> **PROMPT**: For this exercise, transcribe all of the entries exactly.

> **SUPPLIED MATERIAL**:
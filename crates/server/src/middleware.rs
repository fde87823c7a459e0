use crate::error::{ErrorReport, ErrorResponse, ServerError};
use crate::state::ServerState;
use axum::extract::{ConnectInfo, Request, State};
use axum::http::HeaderValue;
use axum::middleware::Next;
use axum::response::{IntoResponse, Response};
use axum::Json;
use std::net::SocketAddr;
use std::sync::Arc;
use subtle::ConstantTimeEq;

pub const API_KEY_HEADER: &str = "x-api-key";
pub const REQUEST_ID_HEADER: &str = "x-request-id";

/// Request id carried in request extensions.
#[derive(Debug, Clone)]
pub struct RequestId(pub String);

/// API key authentication middleware
///
/// A missing or blank header is 401, a present but wrong key is 403.
pub async fn api_key_auth(
    State(state): State<Arc<ServerState>>,
    request: Request,
    next: Next,
) -> Result<Response, ServerError> {
    let Some(provided) = request
        .headers()
        .get(API_KEY_HEADER)
        .map(|header| header.as_bytes())
        .filter(|value| !value.trim_ascii().is_empty())
    else {
        return Err(ServerError::Unauthorized);
    };

    let expected = state.config.api_key.as_bytes();
    if !bool::from(provided.ct_eq(expected)) {
        return Err(ServerError::Forbidden);
    }

    Ok(next.run(request).await)
}

/// Request ID injection middleware
pub async fn request_id(mut request: Request, next: Next) -> Response {
    // Generate or extract request ID
    let request_id = request
        .headers()
        .get(REQUEST_ID_HEADER)
        .and_then(|v| v.to_str().ok())
        .filter(|s| !s.is_empty())
        .map(|s| s.to_string())
        .unwrap_or_else(|| uuid::Uuid::new_v4().to_string());

    request
        .extensions_mut()
        .insert(RequestId(request_id.clone()));

    let mut response = next.run(request).await;

    if let Ok(value) = HeaderValue::from_str(&request_id) {
        response.headers_mut().insert(REQUEST_ID_HEADER, value);
    }

    response
}

/// Logging middleware
pub async fn log_requests(request: Request, next: Next) -> Response {
    let method = request.method().clone();
    let uri = request.uri().clone();
    let start = std::time::Instant::now();

    let request_id = request
        .extensions()
        .get::<RequestId>()
        .map(|id| id.0.clone())
        .unwrap_or_default();

    tracing::info!(
        method = %method,
        uri = %uri,
        request_id = %request_id,
        "Request started"
    );

    let response = next.run(request).await;
    let duration = start.elapsed();
    let status = response.status();

    tracing::info!(
        method = %method,
        uri = %uri,
        status = %status,
        duration_ms = %duration.as_millis(),
        request_id = %request_id,
        "Request completed"
    );

    response
}

/// Error formatting middleware
///
/// Every [`ServerError`] response passes through here: the request path is
/// stamped into the body and the failure is logged with method, path and
/// remote address before the response leaves the server.
pub async fn render_errors(request: Request, next: Next) -> Response {
    let method = request.method().clone();
    let path = request.uri().path().to_string();
    let remote_addr = request
        .extensions()
        .get::<ConnectInfo<SocketAddr>>()
        .map(|ConnectInfo(addr)| addr.to_string())
        .unwrap_or_else(|| "unknown".to_string());

    let mut response = next.run(request).await;
    let Some(ErrorReport { mut detail, cause }) = response.extensions_mut().remove::<ErrorReport>()
    else {
        return response;
    };

    let status = response.status();
    detail.path = Some(path.clone());

    if status.is_server_error() {
        tracing::error!(
            method = %method,
            path = %path,
            remote_addr = %remote_addr,
            status = %status,
            error_type = %detail.kind,
            timestamp = %detail.timestamp.to_rfc3339(),
            cause = %cause,
            "Request failed"
        );
    } else {
        tracing::warn!(
            method = %method,
            path = %path,
            remote_addr = %remote_addr,
            status = %status,
            error_type = %detail.kind,
            timestamp = %detail.timestamp.to_rfc3339(),
            cause = %cause,
            "Request rejected"
        );
    }

    (status, Json(ErrorResponse { error: detail })).into_response()
}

> **PROBLEM SOLUTION**:
filename crates/server/src/middleware.rs
repository fde87823c7a459e0
use crate::error::{ErrorReport, ErrorResponse, ServerError};
use crate::state::ServerState;
use axum::extract::{ConnectInfo, Request, State};
use axum::http::HeaderValue;
use axum::middleware::Next;
use axum::response::{IntoResponse, Response};
use axum::Json;
use std::net::SocketAddr;
use std::sync::Arc;
use subtle::ConstantTimeEq;

pub const API_KEY_HEADER: &str = "x-api-key";
pub const REQUEST_ID_HEADER: &str = "x-request-id";

/// Request id carried in request extensions.
#[derive(Debug, Clone)]
pub struct RequestId(pub String);

/// API key authentication middleware
///
/// A missing or blank header is 401, a present but wrong key is 403.
pub async fn api_key_auth(
    State(state): State<Arc<ServerState>>,
    request: Request,
    next: Next,
) -> Result<Response, ServerError> {
    let Some(provided) = request
        .headers()
        .get(API_KEY_HEADER)
        .map(|header| header.as_bytes())
        .filter(|value| !value.trim_ascii().is_empty())
    else {
        return Err(ServerError::Unauthorized);
    };

    let expected = state.config.api_key.as_bytes();
    if !bool::from(provided.ct_eq(expected)) {
        return Err(ServerError::Forbidden);
    }

    Ok(next.run(request).await)
}

/// Request ID injection middleware
pub async fn request_id(mut request: Request, next: Next) -> Response {
    // Generate or extract request ID
    let request_id = request
        .headers()
        .get(REQUEST_ID_HEADER)
        .and_then(|v| v.to_str().ok())
        .filter(|s| !s.is_empty())
        .map(|s| s.to_string())
        .unwrap_or_else(|| uuid::Uuid::new_v4().to_string());

    request
        .extensions_mut()
        .insert(RequestId(request_id.clone()));

    let mut response = next.run(request).await;

    if let Ok(value) = HeaderValue::from_str(&request_id) {
        response.headers_mut().insert(REQUEST_ID_HEADER, value);
    }

    response
}

/// Logging middleware
pub async fn log_requests(request: Request, next: Next) -> Response {
    let method = request.method().clone();
    let uri = request.uri().clone();
    let start = std::time::Instant::now();

    let request_id = request
        .extensions()
        .get::<RequestId>()
        .map(|id| id.0.clone())
        .unwrap_or_default();

    tracing::info!(
        method = %method,
        uri = %uri,
        request_id = %request_id,
        "Request started"
    );

    let response = next.run(request).await;
    let duration = start.elapsed();
    let status = response.status();

    tracing::info!(
        method = %method,
        uri = %uri,
        status = %status,
        duration_ms = %duration.as_millis(),
        request_id = %request_id,
        "Request completed"
    );

    response
}

/// Error formatting middleware
///
/// Every [`ServerError`] response passes through here: the request path is
/// stamped into the body and the failure is logged with method, path and
/// remote address before the response leaves the server.
pub async fn render_errors(request: Request, next: Next) -> Response {
    let method = request.method().clone();
    let path = request.uri().path().to_string();
    let remote_addr = request
        .extensions()
        .get::<ConnectInfo<SocketAddr>>()
        .map(|ConnectInfo(addr)| addr.to_string())
        .unwrap_or_else(|| "unknown".to_string());

    let mut response = next.run(request).await;
    let Some(ErrorReport { mut detail, cause }) = response.extensions_mut().remove::<ErrorReport>()
    else {
        return response;
    };

    let status = response.status();
    detail.path = Some(path.clone());

    if status.is_server_error() {
        tracing::error!(
            method = %method,
            path = %path,
            remote_addr = %remote_addr,
            status = %status,
            error_type = %detail.kind,
            timestamp = %detail.timestamp.to_rfc3339(),
            cause = %cause,
            "Request failed"
        );
    } else {
        tracing::warn!(
            method = %method,
            path = %path,
            remote_addr = %remote_addr,
            status = %status,
            error_type = %detail.kind,
            timestamp = %detail.timestamp.to_rfc3339(),
            cause = %cause,
            "Request rejected"
        );
    }

    (status, Json(ErrorResponse { error: detail })).into_response()
}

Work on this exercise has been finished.